### Problem statement
Retype every entry below exactly as it stands.
====== Record set
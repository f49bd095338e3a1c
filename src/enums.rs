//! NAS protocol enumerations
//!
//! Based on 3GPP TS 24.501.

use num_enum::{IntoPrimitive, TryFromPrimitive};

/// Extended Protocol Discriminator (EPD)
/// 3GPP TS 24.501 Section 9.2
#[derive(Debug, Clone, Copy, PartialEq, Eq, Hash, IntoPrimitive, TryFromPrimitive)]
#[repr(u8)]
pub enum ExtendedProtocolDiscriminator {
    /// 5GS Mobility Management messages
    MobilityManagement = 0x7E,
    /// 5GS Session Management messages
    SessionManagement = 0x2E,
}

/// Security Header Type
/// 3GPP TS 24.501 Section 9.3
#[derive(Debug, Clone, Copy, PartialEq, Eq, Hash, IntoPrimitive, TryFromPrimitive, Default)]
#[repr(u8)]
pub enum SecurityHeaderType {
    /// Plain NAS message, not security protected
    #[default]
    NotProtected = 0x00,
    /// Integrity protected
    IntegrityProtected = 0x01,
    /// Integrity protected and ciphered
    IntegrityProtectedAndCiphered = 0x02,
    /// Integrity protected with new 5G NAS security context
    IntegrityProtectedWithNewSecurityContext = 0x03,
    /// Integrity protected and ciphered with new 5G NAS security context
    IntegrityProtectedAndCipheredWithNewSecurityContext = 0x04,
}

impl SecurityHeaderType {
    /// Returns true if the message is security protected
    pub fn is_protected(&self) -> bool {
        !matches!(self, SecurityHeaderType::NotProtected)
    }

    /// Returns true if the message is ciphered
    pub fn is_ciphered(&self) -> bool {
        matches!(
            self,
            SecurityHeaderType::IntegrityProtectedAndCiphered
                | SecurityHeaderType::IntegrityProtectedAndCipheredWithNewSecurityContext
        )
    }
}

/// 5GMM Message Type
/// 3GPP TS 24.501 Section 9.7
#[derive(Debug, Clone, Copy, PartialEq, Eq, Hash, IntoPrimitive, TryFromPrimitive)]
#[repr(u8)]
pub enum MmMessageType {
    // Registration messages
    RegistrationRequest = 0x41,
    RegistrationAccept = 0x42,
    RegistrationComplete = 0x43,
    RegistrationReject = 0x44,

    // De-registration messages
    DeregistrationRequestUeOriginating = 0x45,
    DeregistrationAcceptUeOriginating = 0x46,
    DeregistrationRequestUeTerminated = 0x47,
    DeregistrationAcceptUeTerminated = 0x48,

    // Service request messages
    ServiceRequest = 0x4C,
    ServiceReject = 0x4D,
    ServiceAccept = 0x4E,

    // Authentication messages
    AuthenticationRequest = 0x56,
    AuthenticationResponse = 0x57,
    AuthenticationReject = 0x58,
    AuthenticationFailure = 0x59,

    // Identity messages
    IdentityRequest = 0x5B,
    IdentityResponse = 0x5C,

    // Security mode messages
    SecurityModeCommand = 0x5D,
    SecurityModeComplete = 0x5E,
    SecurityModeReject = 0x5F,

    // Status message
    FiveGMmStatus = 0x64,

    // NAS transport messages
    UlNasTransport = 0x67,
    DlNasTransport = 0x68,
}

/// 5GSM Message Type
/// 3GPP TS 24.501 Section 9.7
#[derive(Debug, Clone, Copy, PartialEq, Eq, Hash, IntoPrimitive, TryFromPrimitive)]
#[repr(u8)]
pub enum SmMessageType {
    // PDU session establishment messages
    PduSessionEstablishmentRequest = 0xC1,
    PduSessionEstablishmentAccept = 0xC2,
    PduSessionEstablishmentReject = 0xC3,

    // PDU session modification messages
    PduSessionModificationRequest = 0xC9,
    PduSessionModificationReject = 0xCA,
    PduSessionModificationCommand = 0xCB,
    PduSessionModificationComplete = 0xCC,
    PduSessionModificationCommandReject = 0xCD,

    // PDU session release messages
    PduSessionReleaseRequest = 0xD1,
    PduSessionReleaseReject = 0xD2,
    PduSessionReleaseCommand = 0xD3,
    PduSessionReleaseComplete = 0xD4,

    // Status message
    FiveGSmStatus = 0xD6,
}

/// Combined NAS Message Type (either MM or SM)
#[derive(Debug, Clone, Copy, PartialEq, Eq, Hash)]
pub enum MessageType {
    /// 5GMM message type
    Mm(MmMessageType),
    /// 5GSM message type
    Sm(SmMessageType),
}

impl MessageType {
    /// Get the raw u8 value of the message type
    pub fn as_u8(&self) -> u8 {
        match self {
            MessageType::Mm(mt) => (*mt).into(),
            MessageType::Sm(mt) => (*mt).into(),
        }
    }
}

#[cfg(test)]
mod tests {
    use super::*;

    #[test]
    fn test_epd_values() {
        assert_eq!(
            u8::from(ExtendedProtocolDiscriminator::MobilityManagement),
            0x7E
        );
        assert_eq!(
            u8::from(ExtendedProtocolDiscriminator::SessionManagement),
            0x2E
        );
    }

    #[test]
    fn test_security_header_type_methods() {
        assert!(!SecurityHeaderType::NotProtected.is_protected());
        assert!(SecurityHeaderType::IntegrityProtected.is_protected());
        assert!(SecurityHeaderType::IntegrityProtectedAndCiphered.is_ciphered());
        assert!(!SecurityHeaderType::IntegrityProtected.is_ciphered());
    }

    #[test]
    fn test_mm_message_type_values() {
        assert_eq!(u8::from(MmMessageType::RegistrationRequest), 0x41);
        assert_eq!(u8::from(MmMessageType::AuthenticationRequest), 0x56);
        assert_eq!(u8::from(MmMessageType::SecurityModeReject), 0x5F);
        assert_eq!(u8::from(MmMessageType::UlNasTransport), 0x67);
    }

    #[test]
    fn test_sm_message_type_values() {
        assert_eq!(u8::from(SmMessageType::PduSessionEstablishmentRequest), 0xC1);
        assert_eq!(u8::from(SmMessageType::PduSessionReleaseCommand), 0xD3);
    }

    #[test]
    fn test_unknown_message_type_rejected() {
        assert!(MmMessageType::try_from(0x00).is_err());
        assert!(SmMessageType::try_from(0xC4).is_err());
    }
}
============
### Solution for this task
repository f49bd095338e3a1c
filename src/enums.rs
//! NAS protocol enumerations
//!
//! Based on 3GPP TS 24.501.

use num_enum::{IntoPrimitive, TryFromPrimitive};

/// Extended Protocol Discriminator (EPD)
/// 3GPP TS 24.501 Section 9.2
#[derive(Debug, Clone, Copy, PartialEq, Eq, Hash, IntoPrimitive, TryFromPrimitive)]
#[repr(u8)]
pub enum ExtendedProtocolDiscriminator {
    /// 5GS Mobility Management messages
    MobilityManagement = 0x7E,
    /// 5GS Session Management messages
    SessionManagement = 0x2E,
}

/// Security Header Type
/// 3GPP TS 24.501 Section 9.3
#[derive(Debug, Clone, Copy, PartialEq, Eq, Hash, IntoPrimitive, TryFromPrimitive, Default)]
#[repr(u8)]
pub enum SecurityHeaderType {
    /// Plain NAS message, not security protected
    #[default]
    NotProtected = 0x00,
    /// Integrity protected
    IntegrityProtected = 0x01,
    /// Integrity protected and ciphered
    IntegrityProtectedAndCiphered = 0x02,
    /// Integrity protected with new 5G NAS security context
    IntegrityProtectedWithNewSecurityContext = 0x03,
    /// Integrity protected and ciphered with new 5G NAS security context
    IntegrityProtectedAndCipheredWithNewSecurityContext = 0x04,
}

impl SecurityHeaderType {
    /// Returns true if the message is security protected
    pub fn is_protected(&self) -> bool {
        !matches!(self, SecurityHeaderType::NotProtected)
    }

    /// Returns true if the message is ciphered
    pub fn is_ciphered(&self) -> bool {
        matches!(
            self,
            SecurityHeaderType::IntegrityProtectedAndCiphered
                | SecurityHeaderType::IntegrityProtectedAndCipheredWithNewSecurityContext
        )
    }
}

/// 5GMM Message Type
/// 3GPP TS 24.501 Section 9.7
#[derive(Debug, Clone, Copy, PartialEq, Eq, Hash, IntoPrimitive, TryFromPrimitive)]
#[repr(u8)]
pub enum MmMessageType {
    // Registration messages
    RegistrationRequest = 0x41,
    RegistrationAccept = 0x42,
    RegistrationComplete = 0x43,
    RegistrationReject = 0x44,

    // De-registration messages
    DeregistrationRequestUeOriginating = 0x45,
    DeregistrationAcceptUeOriginating = 0x46,
    DeregistrationRequestUeTerminated = 0x47,
    DeregistrationAcceptUeTerminated = 0x48,

    // Service request messages
    ServiceRequest = 0x4C,
    ServiceReject = 0x4D,
    ServiceAccept = 0x4E,

    // Authentication messages
    AuthenticationRequest = 0x56,
    AuthenticationResponse = 0x57,
    AuthenticationReject = 0x58,
    AuthenticationFailure = 0x59,

    // Identity messages
    IdentityRequest = 0x5B,
    IdentityResponse = 0x5C,

    // Security mode messages
    SecurityModeCommand = 0x5D,
    SecurityModeComplete = 0x5E,
    SecurityModeReject = 0x5F,

    // Status message
    FiveGMmStatus = 0x64,

    // NAS transport messages
    UlNasTransport = 0x67,
    DlNasTransport = 0x68,
}

/// 5GSM Message Type
/// 3GPP TS 24.501 Section 9.7
#[derive(Debug, Clone, Copy, PartialEq, Eq, Hash, IntoPrimitive, TryFromPrimitive)]
#[repr(u8)]
pub enum SmMessageType {
    // PDU session establishment messages
    PduSessionEstablishmentRequest = 0xC1,
    PduSessionEstablishmentAccept = 0xC2,
    PduSessionEstablishmentReject = 0xC3,

    // PDU session modification messages
    PduSessionModificationRequest = 0xC9,
    PduSessionModificationReject = 0xCA,
    PduSessionModificationCommand = 0xCB,
    PduSessionModificationComplete = 0xCC,
    PduSessionModificationCommandReject = 0xCD,

    // PDU session release messages
    PduSessionReleaseRequest = 0xD1,
    PduSessionReleaseReject = 0xD2,
    PduSessionReleaseCommand = 0xD3,
    PduSessionReleaseComplete = 0xD4,

    // Status message
    FiveGSmStatus = 0xD6,
}

/// Combined NAS Message Type (either MM or SM)
#[derive(Debug, Clone, Copy, PartialEq, Eq, Hash)]
pub enum MessageType {
    /// 5GMM message type
    Mm(MmMessageType),
    /// 5GSM message type
    Sm(SmMessageType),
}

impl MessageType {
    /// Get the raw u8 value of the message type
    pub fn as_u8(&self) -> u8 {
        match self {
            MessageType::Mm(mt) => (*mt).into(),
            MessageType::Sm(mt) => (*mt).into(),
        }
    }
}

#[cfg(test)]
mod tests {
    use super::*;

    #[test]
    fn test_epd_values() {
        assert_eq!(
            u8::from(ExtendedProtocolDiscriminator::MobilityManagement),
            0x7E
        );
        assert_eq!(
            u8::from(ExtendedProtocolDiscriminator::SessionManagement),
            0x2E
        );
    }

    #[test]
    fn test_security_header_type_methods() {
        assert!(!SecurityHeaderType::NotProtected.is_protected());
        assert!(SecurityHeaderType::IntegrityProtected.is_protected());
        assert!(SecurityHeaderType::IntegrityProtectedAndCiphered.is_ciphered());
        assert!(!SecurityHeaderType::IntegrityProtected.is_ciphered());
    }

    #[test]
    fn test_mm_message_type_values() {
        assert_eq!(u8::from(MmMessageType::RegistrationRequest), 0x41);
        assert_eq!(u8::from(MmMessageType::AuthenticationRequest), 0x56);
        assert_eq!(u8::from(MmMessageType::SecurityModeReject), 0x5F);
        assert_eq!(u8::from(MmMessageType::UlNasTransport), 0x67);
    }

    #[test]
    fn test_sm_message_type_values() {
        assert_eq!(u8::from(SmMessageType::PduSessionEstablishmentRequest), 0xC1);
        assert_eq!(u8::from(SmMessageType::PduSessionReleaseCommand), 0xD3);
    }

    #[test]
    fn test_unknown_message_type_rejected() {
        assert!(MmMessageType::try_from(0x00).is_err());
        assert!(SmMessageType::try_from(0xC4).is_err());
    }
}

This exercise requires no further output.